In the listing below, find the line with "let aligned = if" and the line with "let nets = summarize_range(first, last)?;". Repeat those two lines and all lines between them exactly.

Material provided
↓

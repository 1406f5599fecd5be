//! Registry WHOIS parsing for ipwhois
//!
//! Splits a port-43 response into its network blocks, then extracts each
//! block's fields with the registry's pattern table:
//! - ARIN blocks are anchored on `CIDR:` lines
//! - LACNIC blocks on `inetnum:`/`inet6num:`/`route:`, completing abbreviated
//!   prefixes
//! - RIPE NCC, APNIC and AFRINIC blocks on the same keys, converting address
//!   ranges to CIDR lists
//!
//! An optional RWHOIS referral hop is parsed with a generic table.
//!
//! # Examples
//!
//! ```
//! use ipwhois_core::Rir;
//! use ipwhois_whois::parse_nets;
//!
//! let response = "NetRange:       74.125.0.0 - 74.125.255.255\n\
//! CIDR:           74.125.0.0/16\n\
//! NetName:        GOOGLE\n\
//! Country:        US\n";
//!
//! let nets = parse_nets(response, Rir::Arin, None);
//! assert_eq!(nets[0].cidr.as_deref(), Some("74.125.0.0/16"));
//! assert_eq!(nets[0].name.as_deref(), Some("GOOGLE"));
//! ```

pub mod nets;
pub mod tables;
pub mod whois;

pub use nets::{get_nets_arin, get_nets_lacnic, get_nets_other, NetSection};
pub use tables::{rir_fields, EMAIL_PATTERN, RWHOIS};
pub use whois::{
    find_referral, parse_nets, parse_referral, Whois, WhoisNet, WhoisOptions, WhoisResult,
};
impl Cidr {
    /// Parse CIDR notation strictly
    ///
    /// A bare address is accepted as a host prefix (`/32` or `/128`).
    /// Host bits set to the right of the prefix are rejected.
    ///
    /// # Examples
    ///
    /// ```
    /// use ipwhois_cidr::Cidr;
    ///
    /// let cidr = Cidr::parse("2001:4860::/32").unwrap();
    /// assert_eq!(cidr.prefix_len(), 32);
    /// assert!(Cidr::parse("10.0.0.1/8").is_err());
    /// ```
    pub fn parse(cidr: &str) -> Result<Self> {
        let cidr = cidr.trim();
        let (ip_str, prefix_str) = match cidr.split_once('/') {
            Some((ip, prefix)) => (ip, Some(prefix)),
            None => (cidr, None),
        };

        let addr: IpAddr = ip_str
            .parse()
            .map_err(|_| CidrError::InvalidIpAddress(ip_str.to_string()))?;
        let family = Family::of(&addr);

        let prefix_len = match prefix_str {
            Some(p) => p
                .parse::<u8>()
                .map_err(|_| CidrError::InvalidNotation(format!("Invalid prefix: {}", p)))?,
            None => family.bits(),
        };

        let cidr = Self::new(addr, prefix_len)?;
        if cidr.network != addr_to_int(addr) {
            return Err(CidrError::HostBitsSet(cidr_text(ip_str, prefix_len)));
        }

        Ok(cidr)
    }

    /// Create new CIDR from an address and prefix length, masking host bits
    pub fn new(addr: IpAddr, prefix_len: u8) -> Result<Self> {
        let family = Family::of(&addr);
        if prefix_len > family.bits() {
            return Err(CidrError::InvalidPrefixLength(prefix_len, family.bits()));
        }

        Ok(Self {
            family,
            network: addr_to_int(addr) & Self::mask_for(family, prefix_len),
            prefix_len,
        })
    }

    fn mask_for(family: Family, prefix_len: u8) -> u128 {
        let host_bits = (family.bits() - prefix_len) as u32;
        let host_mask = if host_bits >= 128 {
            u128::MAX
        } else {
            (1u128 << host_bits) - 1
        };
        family.all_ones() & !host_mask
    }

    /// Address family
    pub fn family(&self) -> Family {
        self.family
    }

    /// Network address
    pub fn network(&self) -> IpAddr {
        int_to_addr(self.family, self.network)
    }

    /// Last address in the block
    pub fn last(&self) -> IpAddr {
        int_to_addr(self.family, self.last_int())
    }

    fn last_int(&self) -> u128 {
        self.network | (self.family.all_ones() & !Self::mask_for(self.family, self.prefix_len))
    }

    /// Prefix length
    pub fn prefix_len(&self) -> u8 {
        self.prefix_len
    }

    /// Total number of addresses in this block, saturating at `u128::MAX`
    pub fn size(&self) -> u128 {
        let host_bits = (self.family.bits() - self.prefix_len) as u32;
        if host_bits >= 128 {
            u128::MAX
        } else {
            1u128 << host_bits
        }
    }

    /// Check if an address is in this block
    pub fn contains(&self, ip: IpAddr) -> bool {
        Family::of(&ip) == self.family
            && (addr_to_int(ip) & Self::mask_for(self.family, self.prefix_len)) == self.network
    }
}

fn cidr_text(ip: &str, prefix_len: u8) -> String {
    format!("{}/{}", ip, prefix_len)
}

impl fmt::Display for Cidr {
    fn fmt(&self, f: &mut fmt::Formatter<'_>) -> fmt::Result {
        write!(f, "{}/{}", self.network(), self.prefix_len)
    }
}

impl FromStr for Cidr {
    type Err = CidrError;

    fn from_str(s: &str) -> Result<Self> {
        Self::parse(s)
    }
}

impl Serialize for Cidr {
    fn serialize<S: Serializer>(&self, serializer: S) -> std::result::Result<S::Ok, S::Error> {
        serializer.collect_str(self)
    }
}

impl<'de> Deserialize<'de> for Cidr {
    fn deserialize<D: Deserializer<'de>>(deserializer: D) -> std::result::Result<Self, D::Error> {
        let text = String::deserialize(deserializer)?;
        Self::parse(&text).map_err(serde::de::Error::custom)
    }
}

/// Summarize an inclusive address range into the minimal list of prefixes
///
/// # Examples
///
/// ```
/// use ipwhois_cidr::summarize_range;
///
/// let nets = summarize_range("192.0.2.0".parse().unwrap(), "192.0.2.130".parse().unwrap()).unwrap();
/// let text: Vec<String> = nets.iter().map(|n| n.to_string()).collect();
/// assert_eq!(text, vec!["192.0.2.0/25", "192.0.2.128/31", "192.0.2.130/32"]);
/// ```
pub fn summarize_range(first: IpAddr, last: IpAddr) -> Result<Vec<Cidr>> {
    let family = Family::of(&first);
    if family != Family::of(&last) {
        return Err(CidrError::FamilyMismatch(first.to_string(), last.to_string()));
    }

    let mut first_int = addr_to_int(first);
    let last_int = addr_to_int(last);
    if first_int > last_int {
        return Err(CidrError::InvertedRange(first.to_string(), last.to_string()));
    }

    let bits = family.bits() as u32;
    let mut nets = Vec::new();

    loop {
        let aligned = if first_int == 0 {
            bits
        } else {
            first_int.trailing_zeros().min(bits)
        };

        // Largest power of two not exceeding the remaining span.
        let span = last_int - first_int;
        let fits = if span == u128::MAX {
            128
        } else {
            127 - (span + 1).leading_zeros()
        };

        let nbits = aligned.min(fits);
        nets.push(Cidr {
            family,
            network: first_int,
            prefix_len: (bits - nbits) as u8,
        });

        let block_last = if nbits >= 128 {
            u128::MAX
        } else {
            first_int + ((1u128 << nbits) - 1)
        };
        if block_last >= last_int {
            break;
        }
        first_int = block_last + 1;
    }

    Ok(nets)
}

/// Collapse overlapping and adjacent prefixes into a minimal sorted list
///
/// IPv4 blocks sort before IPv6 blocks.
pub fn collapse(nets: &[Cidr]) -> Vec<Cidr> {
    let mut sorted: Vec<Cidr> = nets.to_vec();
    sorted.sort();

    let mut ranges: Vec<(Family, u128, u128)> = Vec::new();
    for net in sorted {
        let (first, last) = (net.network, net.last_int());
        match ranges.last_mut() {
            Some((family, _, end))
                if *family == net.family && (first <= *end || first - 1 == *end) =>
            {
                if last > *end {
                    *end = last;
                }
            }
            _ => ranges.push((net.family, first, last)),
        }
    }

    ranges
        .into_iter()
        .flat_map(|(family, first, last)| {
            summarize_range(int_to_addr(family, first), int_to_addr(family, last))
                .unwrap_or_default()
        })
        .collect()
}

/// Calculate the minimal CIDR strings covering `start..=end`
///
/// Either endpoint may also be given in prefix notation, in which case its
/// network address is used.
pub fn calculate_cidr(start: &str, end: &str) -> Result<Vec<String>> {
    let first = endpoint_address(start)?;
    let last = endpoint_address(end)?;
    let nets = summarize_range(first, last)?;

    Ok(collapse(&nets).iter().map(Cidr::to_string).collect())
}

↑

Response box
        let aligned = if first_int == 0 {
            bits
        } else {
            first_int.trailing_zeros().min(bits)
        };

        // Largest power of two not exceeding the remaining span.
        let span = last_int - first_int;
        let fits = if span == u128::MAX {
            128
        } else {
            127 - (span + 1).leading_zeros()
        };

        let nbits = aligned.min(fits);
        nets.push(Cidr {
            family,
            network: first_int,
            prefix_len: (bits - nbits) as u8,
        });

        let block_last = if nbits >= 128 {
            u128::MAX
        } else {
            first_int + ((1u128 << nbits) - 1)
        };
        if block_last >= last_int {
            break;
        }
        first_int = block_last + 1;
    }

    Ok(nets)
}

/// Collapse overlapping and adjacent prefixes into a minimal sorted list
///
/// IPv4 blocks sort before IPv6 blocks.
pub fn collapse(nets: &[Cidr]) -> Vec<Cidr> {
    let mut sorted: Vec<Cidr> = nets.to_vec();
    sorted.sort();

    let mut ranges: Vec<(Family, u128, u128)> = Vec::new();
    for net in sorted {
        let (first, last) = (net.network, net.last_int());
        match ranges.last_mut() {
            Some((family, _, end))
                if *family == net.family && (first <= *end || first - 1 == *end) =>
            {
                if last > *end {
                    *end = last;
                }
            }
            _ => ranges.push((net.family, first, last)),
        }
    }

    ranges
        .into_iter()
        .flat_map(|(family, first, last)| {
            summarize_range(int_to_addr(family, first), int_to_addr(family, last))
                .unwrap_or_default()
        })
        .collect()
}

/// Calculate the minimal CIDR strings covering `start..=end`
///
/// Either endpoint may also be given in prefix notation, in which case its
/// network address is used.
pub fn calculate_cidr(start: &str, end: &str) -> Result<Vec<String>> {
    let first = endpoint_address(start)?;
    let last = endpoint_address(end)?;
    let nets = summarize_range(first, last)?;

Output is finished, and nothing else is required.